**Exercise requirements**
Beginning at the line that contains "its primary name", write out every line down to the end of the records, with both ends kept and nothing added.
** Task data follows **
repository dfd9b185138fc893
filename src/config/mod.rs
pub mod config;
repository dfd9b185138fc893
//! Container registry
//!
//! Binds every container the daemon reports to a `BoxContainer` with a stable
//! placement token. `refresh` reconciles against the daemon by container ID
//! and swaps the new entry set in as a unit, so readers always see a whole
//! snapshot. Refreshes are serialized end to end: a slow refresh can never
//! swap in a listing older than one already applied.

use serde::Serialize;
use std::collections::{BTreeSet, HashMap, HashSet};
use std::sync::Arc;
use tokio::sync::{Mutex, RwLock};
use tracing::{debug, info};

use super::state::{BoxContainer, PlacementToken};
use crate::docker::{ContainerSummary, DockerApi, DockerError};

#[derive(Debug, Clone, Copy, Default, PartialEq, Eq, Serialize)]
pub struct RefreshSummary {
    pub added: usize,
    pub removed: usize,
    pub retained: usize,
}

#[derive(Debug, Default)]
struct RegistryState {
    entries: HashMap<String, BoxContainer>,
    /// Container IDs in daemon order
    order: Vec<String>,
    /// Primary names from the last running-only query
    running_names: HashSet<String>,
}

/// Hands out the lowest slot not already taken.
struct SlotAllocator {
    used: BTreeSet<u32>,
    cursor: u32,
}

impl SlotAllocator {
    fn new(used: BTreeSet<u32>) -> Self {
        Self { used, cursor: 0 }
    }

    fn allocate(&mut self) -> PlacementToken {
        while self.used.contains(&self.cursor) {
            self.cursor += 1;
        }
        self.used.insert(self.cursor);
        PlacementToken::new(self.cursor)
    }
}

impl RegistryState {
    fn reconcile(
        &self,
        all: &[ContainerSummary],
        running: &[ContainerSummary],
    ) -> (RegistryState, RefreshSummary) {
        let running_ids: HashSet<&str> = running.iter().map(|c| c.id.as_str()).collect();
        let running_names = running
            .iter()
            .map(|c| c.primary_name().to_string())
            .collect();

        // A container started between the two queries only shows up in `running`.
        let mut seen = HashSet::new();
        let mut listed: Vec<&ContainerSummary> = Vec::with_capacity(all.len());
        for container in all.iter().chain(running.iter()) {
            if !container.id.is_empty() && seen.insert(container.id.as_str()) {
                listed.push(container);
            }
        }

        let retained_slots = listed
            .iter()
            .filter_map(|c| self.entries.get(&c.id))
            .map(|entry| entry.placement.slot())
            .collect();
        let mut slots = SlotAllocator::new(retained_slots);

        let mut summary = RefreshSummary::default();
        let mut entries = HashMap::with_capacity(listed.len());
        let mut order = Vec::with_capacity(listed.len());

        for container in listed {
            let is_running = running_ids.contains(container.id.as_str());
            let entry = match self.entries.get(&container.id) {
                Some(existing) => {
                    let mut entry = existing.clone();
                    entry.update_from(container, is_running);
                    summary.retained += 1;
                    entry
                }
                None => {
                    summary.added += 1;
                    BoxContainer::new(slots.allocate(), container, is_running)
                }
            };
            order.push(container.id.clone());
            entries.insert(container.id.clone(), entry);
        }
        summary.removed = self.entries.len() - summary.retained;

        let next = RegistryState {
            entries,
            order,
            running_names,
        };
        (next, summary)
    }

    fn ordered(&self) -> impl Iterator<Item = &BoxContainer> {
        self.order.iter().filter_map(|id| self.entries.get(id))
    }
}

pub struct ContainerRegistry {
    docker: Arc<dyn DockerApi>,
    state: RwLock<RegistryState>,
    /// Held from the first daemon query until the swap
    refresh_lock: Mutex<()>,
}

impl ContainerRegistry {
    pub fn new(docker: Arc<dyn DockerApi>) -> Self {
        Self {
            docker,
            state: RwLock::new(RegistryState::default()),
            refresh_lock: Mutex::new(()),
        }
    }

    /// Re-reads the daemon's container list and reconciles entries by ID.
    /// On error the previous snapshot is left as it was.
    pub async fn refresh(&self) -> Result<RefreshSummary, DockerError> {
        let _refreshing = self.refresh_lock.lock().await;

        let all = self.docker.list_containers(true).await?;
        let running = self.docker.list_containers(false).await?;

        let mut state = self.state.write().await;
        let (next, summary) = state.reconcile(&all, &running);
        *state = next;
        drop(state);

        if summary.added > 0 || summary.removed > 0 {
            info!(
                "Registry refreshed: {} added, {} removed, {} retained",
                summary.added, summary.removed, summary.retained
            );
        } else {
            debug!("Registry refreshed: {} containers unchanged", summary.retained);
        }
        Ok(summary)
    }

    /// Exact ID match, or the single entry whose ID starts with `id`.
    pub async fn lookup_by_id(&self, id: &str) -> Option<BoxContainer> {
        if id.is_empty() {
            return None;
        }
        let state = self.state.read().await;
        if let Some(entry) = state.entries.get(id) {
            return Some(entry.clone());
        }

        let mut matches = state.entries.values().filter(|e| e.id.starts_with(id));
        match (matches.next(), matches.next()) {
            (Some(entry), None) => Some(entry.clone()),
            _ => None,
        }
    }

    /// Matches the primary name; a leading `/` is ignored.
    pub async fn lookup_by_name(&self, name: &str) -> Option<BoxContainer> {
        let name = name.strip_prefix('/').unwrap_or(name);
        let state = self.state.read().await;
        state.ordered().find(|e| e.name == name).cloned()
    }

    /// Name first, then ID or ID prefix.
    pub async fn resolve(&self, key: &str) -> Option<BoxContainer> {
        match self.lookup_by_name(key).await {
            Some(entry) => Some(entry),
            None => self.lookup_by_id(key).await,
        }
    }

    /// True unless a running container reported `name` as its primary name
    /// at the last refresh.
    pub async fn is_stopped(&self, name: &str) -> bool {
        let name = name.strip_prefix('/').unwrap_or(name);
        !self.state.read().await.running_names.contains(name)
    }

    pub async fn all(&self) -> Vec<BoxContainer> {
        self.state.read().await.ordered().cloned().collect()
    }

    pub async fn running(&self) -> Vec<BoxContainer> {
        self.state
            .read()
            .await
            .ordered()
            .filter(|e| e.running)
            .cloned()
            .collect()
    }

    /// Stores the latest usage figures. Returns false when the container is no
    /// longer registered.
    pub async fn record_usage(&self, id: &str, cpu_percent: f64, memory_percent: f64) -> bool {
        let mut state = self.state.write().await;
        match state.entries.get_mut(id) {
            Some(entry) => {
                entry.cpu_percent = cpu_percent;
                entry.memory_percent = memory_percent;
                true
            }
            None => false,
        }
    }
}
** End of Task data **
**Response for this exercise**
    /// True unless a running container reported `name` as its primary name
    /// at the last refresh.
    pub async fn is_stopped(&self, name: &str) -> bool {
        let name = name.strip_prefix('/').unwrap_or(name);
        !self.state.read().await.running_names.contains(name)
    }

    pub async fn all(&self) -> Vec<BoxContainer> {
        self.state.read().await.ordered().cloned().collect()
    }

    pub async fn running(&self) -> Vec<BoxContainer> {
        self.state
            .read()
            .await
            .ordered()
            .filter(|e| e.running)
            .cloned()
            .collect()
    }

    /// Stores the latest usage figures. Returns false when the container is no
    /// longer registered.
    pub async fn record_usage(&self, id: &str, cpu_percent: f64, memory_percent: f64) -> bool {
        let mut state = self.state.write().await;
        match state.entries.get_mut(id) {
            Some(entry) => {
                entry.cpu_percent = cpu_percent;
                entry.memory_percent = memory_percent;
                true
            }
            None => false,
        }
    }
}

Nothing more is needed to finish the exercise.